And then, a whole other debate crashes down on me. What kind of drinks are these? Professional—or personal? Is this a date?
If I keep this going until six, I won’t have to worry about it.
I text I think I can make that work. Looking forward. A little bit of everything. Push send. Push send.
“Boris?” I say. “What do you think?”
Thomas chooses a place that is notoriously impossible to get into. Not that the doorways are small, but they are guarded by snippy hostesses whose only pleasure in life is to pretend that they are better than you because they won’t let you into a restaurant that nobody would let them into either.
I’ve actually made it past the sphinx guards of this joint before. A celebutante named Crystal in my acting class likes to take me and Andrea places. I would say that Crystal, like Genghis Khan, has been sadly misjudged by history, but she has been sadly correctly judged by Page Six. I like her, though. And I love the truffled mac and cheese at this place.
I find Thomas at a quality table in the garden. He’s dressed impeccably but casual, and I can’t help but wonder how I’d look in his cashmere sweater. His hair sits soft and perfect, his face relaxed and handsome. The garden is lit with a glow, and I feel like I’m walking into a romantic movie where Thomas is the hunky lead.
Seeing me, he pockets his BlackBerry, stands, kisses one cheek, and holds my chair. He smells good. He asks what I’m drinking. I ask him what this meeting is going to be about so that I can properly select. He likes that. He says, “Chapter one of you taking over the world. Or at least New York.”
I order champagne and immediately feel the stab of fear in my belly that I might get carded. Then I remember he already knows my age. The waitress doesn’t ask and leaves us to the business at hand.
In these situations, an actress has to consider, or act by reflex or instinct, with respect to certain bodily movements. Does one touch one’s hair? Does one cross one’s legs so as to carelessly reveal only the knee or a hint of thigh? Does one lean forward while touching (though certainly not unbuttoning) the top button of her shirt? What is expected? What will be interpreted in what way? Body language while being interviewed by a male casting director can be a type of nonsexual foreplay. Having said all this, at my age I think all of the foregoing is risky. Consequently, I have to be careful not to do it. Which is not as easy as you might think. Particularly when confronted with someone as foxy as Thomas.
“I’m a little nervous,” he says, which makes me feel better.
“Don’t worry,” I respond with my best smile. “I promise I’ll take the part.”
He does seem nervous. He keeps unfolding and refolding the napkin in his lap.
“I’d like to see you have a real shot at this role. The truth is Rosalie or either of the two other actresses could knock you straight off the list. There are high stakes on this show, and networks tend to go for safer choices, which means faces they know. Although with the fourth lead they might well take a chance, particularly if we can lock in the star we want for Lara. I want to be completely honest, I don’t yet know if you’re best for the part or not.”
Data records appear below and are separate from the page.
//! Enumeration types for constrained backend values.

use serde::{Deserialize, Serialize};

use crate::error::TrackerError;

/// Direction of a money movement.
///
/// Amounts are always stored as non-negative numbers; the sign of a
/// transaction is implied by its type.
#[derive(Debug, Clone, Copy, PartialEq, Eq, Hash, Serialize, Deserialize)]
#[serde(rename_all = "lowercase")]
pub enum TransactionType {
    /// Money received (salary, freelance work, dividends).
    Income,
    /// Money spent.
    Expense,
    /// Money moved into investments.
    Investment,
}

impl TransactionType {
    /// Every transaction type, in display order.
    pub const ALL: [Self; 3] = [Self::Income, Self::Expense, Self::Investment];

    /// Returns the wire name (`income`, `expense`, `investment`).
    #[inline]
    #[must_use]
    pub const fn as_str(self) -> &'static str {
        match self {
            Self::Income => "income",
            Self::Expense => "expense",
            Self::Investment => "investment",
        }
    }

    /// Returns a capitalized human-readable label.
    #[inline]
    #[must_use]
    pub const fn label(self) -> &'static str {
        match self {
            Self::Income => "Income",
            Self::Expense => "Expense",
            Self::Investment => "Investment",
        }
    }

    /// Category labels offered when recording a transaction of this type.
    ///
    /// The list is a suggestion only: categories are free text and users
    /// may enter anything.
    #[inline]
    #[must_use]
    pub const fn suggested_categories(self) -> &'static [&'static str] {
        match self {
            Self::Income => &[
                "Salary",
                "Freelance",
                "Business",
                "Investment Returns",
                "Other",
            ],
            Self::Expense => &[
                "Food & Dining",
                "Transportation",
                "Shopping",
                "Entertainment",
                "Bills & Utilities",
                "Healthcare",
                "Education",
                "Travel",
                "Other",
            ],
            Self::Investment => &[
                "Stocks",
                "Bonds",
                "Cryptocurrency",
                "Real Estate",
                "Retirement Fund",
                "Other",
            ],
        }
    }
}

impl core::fmt::Display for TransactionType {
    #[inline]
    fn fmt(&self, f: &mut core::fmt::Formatter<'_>) -> core::fmt::Result {
        f.write_str(self.as_str())
    }
}

impl core::str::FromStr for TransactionType {
    type Err = TrackerError;

    #[inline]
    fn from_str(s: &str) -> Result<Self, Self::Err> {
        match s.trim().to_ascii_lowercase().as_str() {
            "income" => Ok(Self::Income),
            "expense" => Ok(Self::Expense),
            "investment" => Ok(Self::Investment),
            other => Err(TrackerError::Validation(format!(
                "unknown transaction type: {other}"
            ))),
        }
    }
}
“Look, I appreciate the lack of bullshit. And I appreciate the shot.”
“I want to be honest about something else,” he says, and my heart jumps. “I want to get to know you better. There are nine years between us, and if that doesn’t scare you, it sure scares me. But I hate the game of pretending I’m not really interested. Like you say, all the bullshit we all live through every day.” At this point, I must have been the one to look nervous because he adds, “I swear to God that nothing about any of this will affect your chances in the slightest.”
The first bullshit. Even if he doesn’t mean it to be. He just rang a bell that can’t be unrung, and my response will not only affect my chances, it well might determine them completely. I’ve been here before, though never with stakes like these. Still, I made my rule on this long ago and promised myself I would never reevaluate it on the spot or on impulse. The rule is to only respond with complete honesty about the personal side of it, with no business considerations whatsoever.
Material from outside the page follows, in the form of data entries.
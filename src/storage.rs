//! Local cache of the signed-in user's rows.
//!
//! This module defines the [`Storage`] (async) and [`BlockingStorage`]
//! (blocking) traits via a shared macro, mirroring the client generation
//! pattern in the `client` module.

#[cfg(feature = "storage-file")]
mod file;
mod memory;

use core::hash::Hash;
use std::collections::{HashMap, HashSet};

#[cfg(feature = "storage-file")]
pub use file::FileStorage;
pub use memory::InMemoryStorage;

use crate::models::{Budget, BudgetId, Transaction, TransactionId};

/// Generates a storage trait (async or blocking) with all entity methods.
///
/// Uses `@methods` to define the method list once, and `@method` to render
/// each method in async (`impl Future + Send`) or blocking (`fn`) style.
macro_rules! define_storage {
    // ── Entry points ────────────────────────────────────────────────
    (
        trait_name: $trait_name:ident,
        trait_doc: $trait_doc:expr,
        mode: async_mode,
    ) => {
        #[doc = $trait_doc]
        pub trait $trait_name: core::fmt::Debug + Send + Sync {
            define_storage!(@methods async_mode);
        }
    };
    (
        trait_name: $trait_name:ident,
        trait_doc: $trait_doc:expr,
        mode: blocking,
    ) => {
        #[doc = $trait_doc]
        pub trait $trait_name: core::fmt::Debug + Send + Sync {
            define_storage!(@methods blocking);
        }
    };

    // ── Single method list (shared between both variants) ───────────
    (@methods $mode:ident) => {
        // Refresh state
        define_storage!(@method $mode, last_refreshed,
            "Returns when the cache was last refreshed from the backend.\n\nReturns `Ok(None)` if it never was.\n\n# Errors\n\nReturns an error if the storage backend fails to read the timestamp.",
            -> Result<Option<DateTime<Utc>>>);
        define_storage!(@method $mode, set_last_refreshed,
            "Records the time of a successful refresh.\n\n# Errors\n\nReturns an error if the storage backend fails to write the timestamp.",
            timestamp: DateTime<Utc>, -> Result<()>);

        // Read
        define_storage!(@method $mode, transactions,
            "Returns all cached transactions in stored order.\n\n# Errors\n\nReturns an error if the storage backend fails to read.",
            -> Result<Vec<Transaction>>);
        define_storage!(@method $mode, budgets,
            "Returns all cached budgets in stored order.\n\n# Errors\n\nReturns an error if the storage backend fails to read.",
            -> Result<Vec<Budget>>);

        // Upsert
        define_storage!(@method $mode, upsert_transactions,
            "Inserts or replaces transactions (matched by ID).\n\nReplaced rows keep their position; new rows are appended.\n\n# Errors\n\nReturns an error if the storage backend fails to write.",
            items: Vec<Transaction>, -> Result<()>);
        define_storage!(@method $mode, upsert_budgets,
            "Inserts or replaces budgets (matched by ID).\n\nReplaced rows keep their position; new rows are appended.\n\n# Errors\n\nReturns an error if the storage backend fails to write.",
            items: Vec<Budget>, -> Result<()>);

        // Remove
        define_storage!(@method $mode, remove_transactions,
            "Removes transactions by their IDs.\n\n# Errors\n\nReturns an error if the storage backend fails to write.",
            ids: &[TransactionId], -> Result<()>);
        define_storage!(@method $mode, remove_budgets,
            "Removes budgets by their IDs.\n\n# Errors\n\nReturns an error if the storage backend fails to write.",
            ids: &[BudgetId], -> Result<()>);

        // Clear
        define_storage!(@method $mode, clear,
            "Removes all cached data (used before a full refresh).\n\n# Errors\n\nReturns an error if the storage backend fails to write.",
            -> Result<()>);
    };

    // ── Blocking method renderer ────────────────────────────────────
    (@method blocking, $name:ident, $doc:expr,
     $($param:ident: $param_ty:ty,)* -> $ret:ty) => {
        #[doc = $doc]
        fn $name(&self $(, $param: $param_ty)*) -> $ret;
    };

    // ── Async method renderer (returns impl Future + Send) ──────────
    (@method async_mode, $name:ident, $doc:expr,
     $($param:ident: $param_ty:ty,)* -> $ret:ty) => {
        #[doc = $doc]
        fn $name(&self $(, $param: $param_ty)*)
            -> impl core::future::Future<Output = $ret> + Send;
    };
}

#[cfg(feature = "async")]
mod async_storage {
    //! Async storage trait definition.

    use crate::error::Result;
    use crate::models::{Budget, BudgetId, Transaction, TransactionId};
    use chrono::{DateTime, Utc};

    define_storage! {
        trait_name: Storage,
        trait_doc: "Async cache backend for the signed-in user's rows.\n\nAll methods take `&self`; implementations use interior mutability\n(e.g. `Mutex`) for thread-safe mutation.",
        mode: async_mode,
    }
}

#[cfg(feature = "blocking")]
mod blocking_storage {
    //! Blocking storage trait definition.

    use crate::error::Result;
    use crate::models::{Budget, BudgetId, Transaction, TransactionId};
    use chrono::{DateTime, Utc};

    define_storage! {
        trait_name: BlockingStorage,
        trait_doc: "Blocking cache backend for the signed-in user's rows.\n\nAll methods take `&self`; implementations use interior mutability\n(e.g. `Mutex`) for thread-safe mutation.",
        mode: blocking,
    }
}

#[cfg(feature = "async")]
pub use async_storage::Storage;
#[cfg(feature = "blocking")]
pub use blocking_storage::BlockingStorage;

/// Merges `new_items` into `existing` by key.
///
/// Items whose key is already present replace the old item in place; the
/// rest are appended in input order.
fn upsert_by_key<T, K>(existing: &mut Vec<T>, new_items: Vec<T>, key_fn: fn(&T) -> K)
where
    K: Hash + Eq,
{
    let mut positions: HashMap<K, usize> = existing
        .iter()
        .enumerate()
        .map(|(position, item)| (key_fn(item), position))
        .collect();
    for item in new_items {
        let key = key_fn(&item);
        if let Some(slot) = positions.get(&key).and_then(|&position| existing.get_mut(position)) {
            *slot = item;
        } else {
            let _old = positions.insert(key, existing.len());
            existing.push(item);
        }
    }
}

/// Removes items whose key is in `ids`.
fn remove_by_key<T, K>(existing: &mut Vec<T>, ids: &[K], key_fn: fn(&T) -> K)
where
    K: Hash + Eq,
{
    let id_set: HashSet<&K> = ids.iter().collect();
    existing.retain(|item| !id_set.contains(&key_fn(item)));
}

/// Key of a cached transaction.
fn transaction_key(transaction: &Transaction) -> TransactionId {
    transaction.id.clone()
}

/// Key of a cached budget.
fn budget_key(budget: &Budget) -> BudgetId {
    budget.id.clone()
}


#[cfg(test)]
mod tests {
    use super::*;

    /// Pairs of `(key, value)` used as stand-in rows.
    fn key(item: &(u8, &'static str)) -> u8 {
        item.0
    }

    #[test]
    fn upsert_replaces_in_place_and_appends() {
        let mut rows = vec![(1, "a"), (2, "b"), (3, "c")];
        upsert_by_key(&mut rows, vec![(2, "B"), (4, "d"), (1, "A")], key);
        assert_eq!(rows, vec![(1, "A"), (2, "B"), (3, "c"), (4, "d")]);
    }

    #[test]
    fn upsert_duplicate_new_keys_keep_last() {
        let mut rows = Vec::new();
        upsert_by_key(&mut rows, vec![(7, "first"), (7, "second")], key);
        assert_eq!(rows, vec![(7, "second")]);
    }

    #[test]
    fn remove_drops_matching_keys() {
        let mut rows = vec![(1, "a"), (2, "b"), (3, "c")];
        remove_by_key(&mut rows, &[2, 9], key);
        assert_eq!(rows, vec![(1, "a"), (3, "c")]);
    }
}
“Okay, I’ll be honest too,” I say. “You’re obviously very attractive. I’d like to get to know you. But I’m not at all interested in casual dating. I only want to be with someone I care about right now. And that takes time.” I know that what I’m saying is totally dorky, but I barrel on. “Truthfully, with me, considerable time. If all that is something you’re really comfortable with, I’d like to know you better.”
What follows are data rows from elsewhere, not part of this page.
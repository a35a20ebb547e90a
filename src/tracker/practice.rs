//! Sample transactions for trying the tracker on an empty account.

use chrono::Months;

use crate::models::{NaiveDate, NewTransaction, TransactionType};

/// Rows dated in the reference month: type, category, amount, description.
const CURRENT_MONTH: [(TransactionType, &str, f64, &str); 11] = [
    (TransactionType::Income, "Salary", 5000.0, "Monthly salary"),
    (TransactionType::Income, "Freelance", 800.0, "Web development project"),
    (TransactionType::Income, "Investment Returns", 150.0, "Portfolio dividend"),
    (TransactionType::Expense, "Housing", 1200.0, "Rent"),
    (TransactionType::Expense, "Food & Dining", 400.0, "Groceries and restaurants"),
    (TransactionType::Expense, "Transportation", 200.0, "Fuel and transit pass"),
    (TransactionType::Expense, "Bills & Utilities", 150.0, "Electricity, water, internet"),
    (TransactionType::Expense, "Entertainment", 100.0, "Streaming and cinema"),
    (TransactionType::Investment, "Stocks", 500.0, "Index fund purchase"),
    (TransactionType::Investment, "Cryptocurrency", 200.0, "Bitcoin purchase"),
    (TransactionType::Investment, "Retirement Fund", 300.0, "Pension contribution"),
];

/// Rows dated one month before the reference date.
const PREVIOUS_MONTH: [(TransactionType, &str, f64, &str); 3] = [
    (TransactionType::Income, "Salary", 5000.0, "Previous month salary"),
    (TransactionType::Expense, "Housing", 1200.0, "Previous month rent"),
    (TransactionType::Expense, "Food & Dining", 350.0, "Previous month groceries"),
];

/// Builds the sample transactions for a new account.
///
/// Most rows fall on `reference`; a few fall one calendar month earlier so
/// trends have something to compare against. When the previous month is
/// not representable those rows also use `reference`.
#[inline]
#[must_use]
pub fn practice_transactions(reference: NaiveDate) -> Vec<NewTransaction> {
    let previous = reference
        .checked_sub_months(Months::new(1))
        .unwrap_or(reference);
    let current_rows = CURRENT_MONTH.iter().map(|row| (row, reference));
    let previous_rows = PREVIOUS_MONTH.iter().map(|row| (row, previous));
    current_rows
        .chain(previous_rows)
        .map(|(&(kind, category, amount, description), date)| NewTransaction {
            kind,
            category: category.to_owned(),
            amount,
            description: description.to_owned(),
            date,
        })
        .collect()
}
He stares in my eyes, and I try hard not to blush. I feel really nervous and a little excited.
“Are you free for dinner Saturday night?” he asks.
“It’s my birthday,” I say, instead of answering.
“Thank God, fourteen at last!” And I laugh. He says he has a business thing and can’t pick me up until eight thirty, but if that was okay, he would be “so honored” to have dinner with me on my birthday.
For the next hour we talk about business. He makes several strategic suggestions, including a way for us to encounter Rosalie socially, that he might never have made without my having agreed to a dinner date. He also talks about a pilot and two films that he is involved in casting and how I might be considered for roles. I have an idealistic heart, but it’s latched to a practical mind. As I listen to Thomas, I have to put aside my illusions about the ideal platonic relationship between casting agent/mentor and little me. If he doesn’t want what he wants already (and he does), he’s going to eventually. And I’d better start thinking about how I’m going to feel about that.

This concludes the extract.